• WHAT IS BEING ASKED:
Filter these entries down to lines holding "EmptyId".

• AVAILABLE DATA:
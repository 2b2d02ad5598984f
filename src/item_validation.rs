use crate::item::ScheduledItem;
use chrono::NaiveDate;
use std::collections::HashSet;
use thiserror::Error;

/// Reasons an item record is refused when it enters the roadmap.
#[derive(Debug, Clone, PartialEq, Eq, Error)]
pub enum ItemValidationError {
    #[error("item id must not be empty")]
    EmptyId,
    #[error("item {id} starts on {start} but ends on {end}")]
    StartAfterEnd {
        id: String,
        start: NaiveDate,
        end: NaiveDate,
    },
    #[error("item {id} lists dependency '{dependency}' more than once")]
    DuplicateDependency { id: String, dependency: String },
    #[error("item {id} lists an empty dependency id")]
    EmptyDependency { id: String },
    #[error("duplicate item id {0}")]
    DuplicateId(String),
}

pub fn validate_item(item: &ScheduledItem) -> Result<(), ItemValidationError> {
    if item.id.trim().is_empty() {
        return Err(ItemValidationError::EmptyId);
    }

    if let (Some(start), Some(end)) = (item.start_date, item.end_date) {
        if start > end {
            return Err(ItemValidationError::StartAfterEnd {
                id: item.id.clone(),
                start,
                end,
            });
        }
    }

    let mut seen = HashSet::with_capacity(item.dependencies.len());
    for dependency in &item.dependencies {
        if dependency.trim().is_empty() {
            return Err(ItemValidationError::EmptyDependency {
                id: item.id.clone(),
            });
        }
        if !seen.insert(dependency.as_str()) {
            return Err(ItemValidationError::DuplicateDependency {
                id: item.id.clone(),
                dependency: dependency.clone(),
            });
        }
    }

    Ok(())
}

pub fn validate_item_collection(items: &[ScheduledItem]) -> Result<(), ItemValidationError> {
    let mut seen_ids = HashSet::with_capacity(items.len());
    for item in items {
        if !seen_ids.insert(item.id.as_str()) {
            return Err(ItemValidationError::DuplicateId(item.id.clone()));
        }
        validate_item(item)?;
    }
    Ok(())
}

• SOLUTION:
    EmptyId,
        return Err(ItemValidationError::EmptyId);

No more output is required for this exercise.